Cette expérience qu ‘on aurait pu croire suicidaire se prolongera pendant au moins six ans avant de s’interrompre, faute de moyens. Mais le Séminaire liégeois, entre-temps, aura “fait des petits” ! Plusieurs écoles de ce type existent aujourd’hui en Belgique (Bruxelles, Anvers… ), que ce soit dans le cadre d’un conservatoire ou d’une académie, que l’enseignement qu’on y pratique soit louangé ou vilipendé par les commentateurs.
Par ailleurs, l’organisation de “stages” se généralise bientôt dans le cadre de ces infrastructures ou de manière spontanée. Qu’ils soient ponctuels et dirigés par de prestigieux étrangers – souvent issus de l’avant-garde (Michel Portal, Steve Lacy, Alan Silva, Karl Bergen, etc.) – ou réguliers et confiés, l’été surtout, aux meilleurs solistes belges, ces moments pédagogiques sont autant de rites de passage institutionnalisés, qui perpétuent la tradition de manière moins aléatoire qu’autrefois (avec les risques de rigueur excessive et d’uniformisation que suppose un “enseignement du jazz”).

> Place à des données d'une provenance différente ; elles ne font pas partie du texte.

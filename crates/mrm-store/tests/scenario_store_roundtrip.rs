//! Scenario: CSV ledger store load/flush
//!
//! # Invariants under test
//!
//! 1. `init` writes a flat row per symbol plus the CASH row; `load` reads
//!    them back with the same cash.
//! 2. Fills, pending orders and benchmark rows survive flush + load.
//! 3. Malformed pending rows are preserved verbatim across a flush and are
//!    never typed into pending orders.
//! 4. Loading a directory without `positions.csv` is a `Missing` error, and
//!    `init` refuses to overwrite an existing store.
//! 5. An untyped row keeps its line position across a flush, including when
//!    new rows are appended or earlier pending orders are removed.

use std::collections::BTreeSet;
use std::fs;

use chrono::NaiveDate;
use mrm_ledger::{
    compute_benchmark_row, Micros, OrderId, OrderStatus, PendingOrder, Table, Track,
};
use mrm_store::{CsvLedgerStore, LedgerStore, StoreError};

fn d(day: u32) -> NaiveDate {
    NaiveDate::from_ymd_opt(2026, 1, day).unwrap()
}

fn order(symbol: &str, limit: i64, shares: i64, track: Track) -> PendingOrder {
    PendingOrder {
        id: OrderId::new(),
        date: Some(d(26)),
        symbol: symbol.to_string(),
        limit: Micros::from_dollars(limit),
        shares,
        track,
        signal: "SINGLE-DAY DROP".to_string(),
        thesis: "moat, intact".to_string(),
        notes: String::new(),
        status: OrderStatus::Pending,
    }
}

#[test]
fn init_then_load() {
    let dir = tempfile::tempdir().unwrap();
    let store = CsvLedgerStore::new(dir.path());
    assert!(!store.exists());

    store
        .init(["VOO", "ROP"], Micros::from_dollars(10_000))
        .unwrap();
    assert!(store.exists());

    let ledger = store.load().unwrap();
    assert_eq!(ledger.cash(), Micros::from_dollars(10_000));
    assert_eq!(ledger.positions().len(), 2);
    assert!(ledger.pending().is_empty());

    let again = store.init(["VOO"], Micros::ZERO);
    assert!(matches!(again, Err(StoreError::AlreadyExists { .. })));
}

#[test]
fn state_survives_flush() {
    let dir = tempfile::tempdir().unwrap();
    let store = CsvLedgerStore::new(dir.path());
    let mut ledger = store
        .init(["VOO", "ROP"], Micros::from_dollars(10_000))
        .unwrap();

    let filled = order("ROP", 400, 10, Track::One);
    ledger.record_fill(&filled, d(26)).unwrap();
    ledger.push_pending(order("VOO", 540, 2, Track::Three));
    ledger.mark_price("ROP", Micros::new(402_500_000));
    let row = compute_benchmark_row(&ledger, d(26), Micros::from_dollars(560));
    ledger.append_benchmark(row);
    store.flush(&ledger).unwrap();

    let back = store.load().unwrap();
    assert_eq!(back.cash(), Micros::from_dollars(6_000));
    let rop = back.position("ROP").unwrap();
    assert_eq!(rop.shares, 10);
    assert_eq!(rop.avg_cost(), Micros::from_dollars(400));
    assert_eq!(rop.first_acquired, Some(d(26)));
    assert_eq!(rop.last_price, Some(Micros::new(402_500_000)));

    assert_eq!(back.pending().len(), 1);
    assert_eq!(back.pending()[0].symbol, "VOO");
    assert_eq!(back.pending()[0].track, Track::Three);
    // Quoted comma in a free-text cell survives.
    assert_eq!(back.pending()[0].thesis, "moat, intact");

    assert_eq!(back.action_log().len(), 1);
    assert_eq!(back.action_log()[0].price, Micros::from_dollars(400));
    assert_eq!(back.benchmark().len(), 1);
    assert_eq!(back.benchmark()[0].index_price, Micros::from_dollars(560));
}

#[test]
fn malformed_pending_rows_are_preserved() {
    let dir = tempfile::tempdir().unwrap();
    let store = CsvLedgerStore::new(dir.path());
    store.init(["ROP"], Micros::from_dollars(1_000)).unwrap();

    fs::write(
        dir.path().join("pending_orders.csv"),
        "date,symbol,limit,shares,track,signal,thesis,notes,status\n\
         2026-01-26,ROP,400,1,3,,,,PENDING\n\
         2026-01-26,ROP,,5,1,,,,PENDING\n\
         someday,ROP,10,1,1,,,,\n",
    )
    .unwrap();

    let ledger = store.load().unwrap();
    assert_eq!(ledger.pending().len(), 1);
    let raw: Vec<_> = ledger
        .raw_rows()
        .iter()
        .filter(|r| r.table == Table::PendingOrders)
        .collect();
    assert_eq!(raw.len(), 2);
    assert_eq!(raw[1].cells[0], "someday");

    store.flush(&ledger).unwrap();
    let text = fs::read_to_string(dir.path().join("pending_orders.csv")).unwrap();
    assert!(text.contains("2026-01-26,ROP,,5,1,,,,PENDING"));
    assert!(text.contains("someday,ROP,10,1,1,,,,"));
    assert_eq!(store.load().unwrap().raw_rows().len(), 2);
}

#[test]
fn missing_store_is_an_error() {
    let dir = tempfile::tempdir().unwrap();
    let store = CsvLedgerStore::new(dir.path().join("nope"));
    assert!(matches!(store.load(), Err(StoreError::Missing { .. })));
}

// ---------------------------------------------------------------------------
// Row position
// ---------------------------------------------------------------------------

fn line_of(text: &str, needle: &str) -> Option<usize> {
    text.lines().position(|l| l.starts_with(needle))
}

#[test]
fn untyped_log_row_keeps_its_line() {
    let dir = tempfile::tempdir().unwrap();
    let store = CsvLedgerStore::new(dir.path());
    store.init(["ROP"], Micros::from_dollars(1_000)).unwrap();

    let path = dir.path().join("action_log.csv");
    fs::write(
        &path,
        "date,symbol,track,action,shares,price,signal,thesis,notes\n\
         2026-01-20,ROP,1,BUY,1,400,,,\n\
         BADDATE,ROP,1,BUY,1,401,,,\n\
         2026-01-22,ROP,1,BUY,1,402,,,\n",
    )
    .unwrap();
    let before = fs::read_to_string(&path).unwrap();

    let mut ledger = store.load().unwrap();
    assert_eq!(ledger.action_log().len(), 2);
    store.flush(&ledger).unwrap();
    let after = fs::read_to_string(&path).unwrap();
    assert_eq!(line_of(&before, "BADDATE"), Some(2));
    assert_eq!(line_of(&after, "BADDATE"), Some(2));

    // A new fill appends after the untyped row, never ahead of it.
    ledger
        .record_fill(&order("ROP", 90, 1, Track::Three), d(26))
        .unwrap();
    store.flush(&ledger).unwrap();
    let after = fs::read_to_string(&path).unwrap();
    assert_eq!(line_of(&after, "BADDATE"), Some(2));
    assert_eq!(line_of(&after, "2026-01-26"), Some(4));
}

#[test]
fn untyped_pending_row_follows_removed_neighbour() {
    let dir = tempfile::tempdir().unwrap();
    let store = CsvLedgerStore::new(dir.path());
    store.init(["ROP", "VOO"], Micros::from_dollars(1_000)).unwrap();

    let path = dir.path().join("pending_orders.csv");
    fs::write(
        &path,
        "date,symbol,limit,shares,track,signal,thesis,notes,status\n\
         2026-01-26,ROP,400,1,3,,,,PENDING\n\
         someday,ROP,10,1,1,,,,\n\
         2026-01-26,VOO,540,1,3,,,,PENDING\n",
    )
    .unwrap();

    let mut ledger = store.load().unwrap();
    let first = ledger.pending()[0].id;
    ledger.remove_pending(&BTreeSet::from([first]));
    store.flush(&ledger).unwrap();

    let text = fs::read_to_string(&path).unwrap();
    assert_eq!(line_of(&text, "someday"), Some(1));
    assert_eq!(line_of(&text, "2026-01-26,VOO"), Some(2));
    assert_eq!(line_of(&text, "2026-01-26,ROP"), None);
}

Autre créneau d’organisation, le monde du disque. Dès la fin des années 70, on s’est remis à enregistrer du jazz, mais bientôt, ici encore, les choses vont se préciser et se systématiser : tournant le dos aux grosses maisons hostiles au jazz, les nouveaux “bâtisseurs” – musiciens et non pratiquants confondus – créent leurs propres labels, ouvrent leurs propres studios, organisent leur propres distribution ! Le précurseur de cet âge nouveau est un personnage singulier, maître d’œuvre d’un studio tout aussi singulier où vont être enregistrées (et bien enregistrées) quelques unes des premières œuvres majeures de la nouvelle ère discographique. Michel Dickenscheid, par ailleurs saxophoniste étonnant, enregistre, mixe (et souvent produit) le trio de Michel Herr (Ouverture Eclair), le quartette du saxophoniste Lou Mc Connell, les premiers disques de Guy Cabay, l’album de Saxo 1000, les premiers disques de Steve Houben, etc. A Bruxelles, entre-temps, les Lundis d’Hortense ont lancé les disques LDH sur lesquels apparaissent les noms de Charles Loos, Paolo Radoni, Steve Houben, Jean-Pierre Gebler, John Ruocco, Act Big Band, etc., le best-seller de cette série étant le disque Rassinfosse/Baker/Catherine qui sera le premier à être réédité en CD.
Aux côtés d’LDH, il faut signaler la série Jazz Cats qui s’ouvre à un jazz plus classique et même au dixieland (Jeggrap, Retro Jazz Group… ) ou au ragtime (Lesire) : on y trouve les noms de Robert Jeanne (premier album en trente ans de carrière !), Etienne Verschueren, Tony Bauwens, Richard Rousselet mais aussi ceux de Steve Houben, Michel Herr, Bert Joris, Charles Loos, etc. Des dizaines de petits studios poussent comme des champignons un peu partout en Belgique : beaucoup fermeront rapidement leurs portes, d’autres (le studio de Waimes par exemple) acquerront une solide réputation, et certains ingénieurs du son deviennent des semi-vedettes (ainsi, Daniel Léon, notre Rudy Van Gelder à nous… ). Pour en revenir aux labels, il faut bien avouer qu’ils ne pourront pas toujours tenir leur pari ; après quelques années, seul Igloo restera actif, devenant par excellence LE label du Jazz belge, expérimental dans une première période, tous azimuts par la suite.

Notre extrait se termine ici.